Dataset records section start

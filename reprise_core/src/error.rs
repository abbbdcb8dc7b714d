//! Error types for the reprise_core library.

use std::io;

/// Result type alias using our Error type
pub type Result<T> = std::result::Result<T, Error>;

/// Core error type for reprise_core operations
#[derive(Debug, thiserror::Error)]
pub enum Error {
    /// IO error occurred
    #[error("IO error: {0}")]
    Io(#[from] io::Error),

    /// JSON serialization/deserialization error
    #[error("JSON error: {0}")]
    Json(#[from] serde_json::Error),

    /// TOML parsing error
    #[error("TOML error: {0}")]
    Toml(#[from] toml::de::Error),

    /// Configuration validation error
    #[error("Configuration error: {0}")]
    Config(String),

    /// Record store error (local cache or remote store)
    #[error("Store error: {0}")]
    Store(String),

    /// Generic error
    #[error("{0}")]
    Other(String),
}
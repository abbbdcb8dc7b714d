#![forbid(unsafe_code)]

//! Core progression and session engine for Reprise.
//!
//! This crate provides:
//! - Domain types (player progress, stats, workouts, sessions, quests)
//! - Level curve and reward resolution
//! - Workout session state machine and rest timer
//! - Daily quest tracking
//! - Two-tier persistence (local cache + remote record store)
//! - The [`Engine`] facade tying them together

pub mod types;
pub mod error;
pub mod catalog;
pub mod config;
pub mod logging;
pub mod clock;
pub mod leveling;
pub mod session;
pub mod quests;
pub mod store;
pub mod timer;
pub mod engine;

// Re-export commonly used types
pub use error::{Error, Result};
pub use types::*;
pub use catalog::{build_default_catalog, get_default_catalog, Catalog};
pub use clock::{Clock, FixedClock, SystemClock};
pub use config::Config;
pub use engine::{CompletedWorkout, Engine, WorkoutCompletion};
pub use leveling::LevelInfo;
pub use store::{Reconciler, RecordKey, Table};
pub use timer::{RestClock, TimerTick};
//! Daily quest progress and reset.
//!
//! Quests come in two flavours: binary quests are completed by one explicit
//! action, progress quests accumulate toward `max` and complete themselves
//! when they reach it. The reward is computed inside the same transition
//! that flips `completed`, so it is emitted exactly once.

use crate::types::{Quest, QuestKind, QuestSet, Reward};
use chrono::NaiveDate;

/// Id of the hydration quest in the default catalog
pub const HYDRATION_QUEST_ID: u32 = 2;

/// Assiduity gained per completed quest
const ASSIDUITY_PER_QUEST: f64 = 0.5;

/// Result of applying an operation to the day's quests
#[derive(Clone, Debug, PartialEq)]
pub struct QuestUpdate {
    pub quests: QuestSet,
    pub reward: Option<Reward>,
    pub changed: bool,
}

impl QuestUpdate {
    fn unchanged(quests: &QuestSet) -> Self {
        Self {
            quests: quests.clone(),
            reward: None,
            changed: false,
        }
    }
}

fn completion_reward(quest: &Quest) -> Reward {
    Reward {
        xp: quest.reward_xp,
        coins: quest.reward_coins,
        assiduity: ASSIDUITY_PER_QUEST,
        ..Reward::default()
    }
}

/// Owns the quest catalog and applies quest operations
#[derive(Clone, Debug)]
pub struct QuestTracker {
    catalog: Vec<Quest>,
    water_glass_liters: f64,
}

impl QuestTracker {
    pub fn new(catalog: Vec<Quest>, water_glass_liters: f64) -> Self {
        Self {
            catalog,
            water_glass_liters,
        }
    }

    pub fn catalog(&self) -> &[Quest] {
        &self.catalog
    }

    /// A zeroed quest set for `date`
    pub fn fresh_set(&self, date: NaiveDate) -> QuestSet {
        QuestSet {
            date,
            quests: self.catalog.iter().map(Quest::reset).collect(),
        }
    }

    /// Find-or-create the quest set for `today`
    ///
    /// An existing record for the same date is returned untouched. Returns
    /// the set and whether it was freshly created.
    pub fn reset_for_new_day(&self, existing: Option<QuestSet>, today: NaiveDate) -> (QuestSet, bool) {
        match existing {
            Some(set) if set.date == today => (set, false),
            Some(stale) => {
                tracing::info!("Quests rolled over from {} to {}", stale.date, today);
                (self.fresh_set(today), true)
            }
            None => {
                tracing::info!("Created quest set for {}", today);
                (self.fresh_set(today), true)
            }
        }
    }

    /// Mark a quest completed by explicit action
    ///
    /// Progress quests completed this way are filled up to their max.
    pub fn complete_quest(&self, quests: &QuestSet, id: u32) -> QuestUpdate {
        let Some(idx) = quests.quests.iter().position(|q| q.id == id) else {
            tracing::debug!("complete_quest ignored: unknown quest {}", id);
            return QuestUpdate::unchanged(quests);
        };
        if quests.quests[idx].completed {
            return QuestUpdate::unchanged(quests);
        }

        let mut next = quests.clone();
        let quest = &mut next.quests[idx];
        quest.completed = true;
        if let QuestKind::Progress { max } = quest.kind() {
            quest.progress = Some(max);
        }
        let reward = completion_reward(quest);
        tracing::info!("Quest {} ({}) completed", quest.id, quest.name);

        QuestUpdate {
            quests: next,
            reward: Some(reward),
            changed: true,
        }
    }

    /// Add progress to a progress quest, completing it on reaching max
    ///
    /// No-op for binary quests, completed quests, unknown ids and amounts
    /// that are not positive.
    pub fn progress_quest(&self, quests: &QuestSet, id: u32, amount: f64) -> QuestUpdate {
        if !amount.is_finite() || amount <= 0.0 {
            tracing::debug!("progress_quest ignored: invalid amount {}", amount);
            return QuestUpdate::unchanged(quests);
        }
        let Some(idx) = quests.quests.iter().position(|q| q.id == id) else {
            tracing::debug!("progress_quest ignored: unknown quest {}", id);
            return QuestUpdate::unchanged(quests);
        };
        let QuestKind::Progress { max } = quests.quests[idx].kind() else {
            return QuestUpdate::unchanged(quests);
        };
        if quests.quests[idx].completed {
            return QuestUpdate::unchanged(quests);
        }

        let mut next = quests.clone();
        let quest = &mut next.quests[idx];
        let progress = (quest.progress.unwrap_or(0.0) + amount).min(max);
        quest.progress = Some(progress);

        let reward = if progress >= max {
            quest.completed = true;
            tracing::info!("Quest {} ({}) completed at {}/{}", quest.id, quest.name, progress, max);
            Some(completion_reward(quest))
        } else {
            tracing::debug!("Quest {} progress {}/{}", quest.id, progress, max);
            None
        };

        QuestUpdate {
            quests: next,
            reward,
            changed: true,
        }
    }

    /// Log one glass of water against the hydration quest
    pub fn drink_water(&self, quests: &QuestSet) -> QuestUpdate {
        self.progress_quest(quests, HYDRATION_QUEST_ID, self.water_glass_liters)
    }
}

Dataset records section end

Aim of the task: Which lines above hold the string "types"? Copy every one of them.

Task output:
//! Error types for the reprise_core library.
//! - Domain types (player progress, stats, workouts, sessions, quests)
pub mod types;
// Re-export commonly used types
pub use types::*;
use crate::types::{Quest, QuestKind, QuestSet, Reward};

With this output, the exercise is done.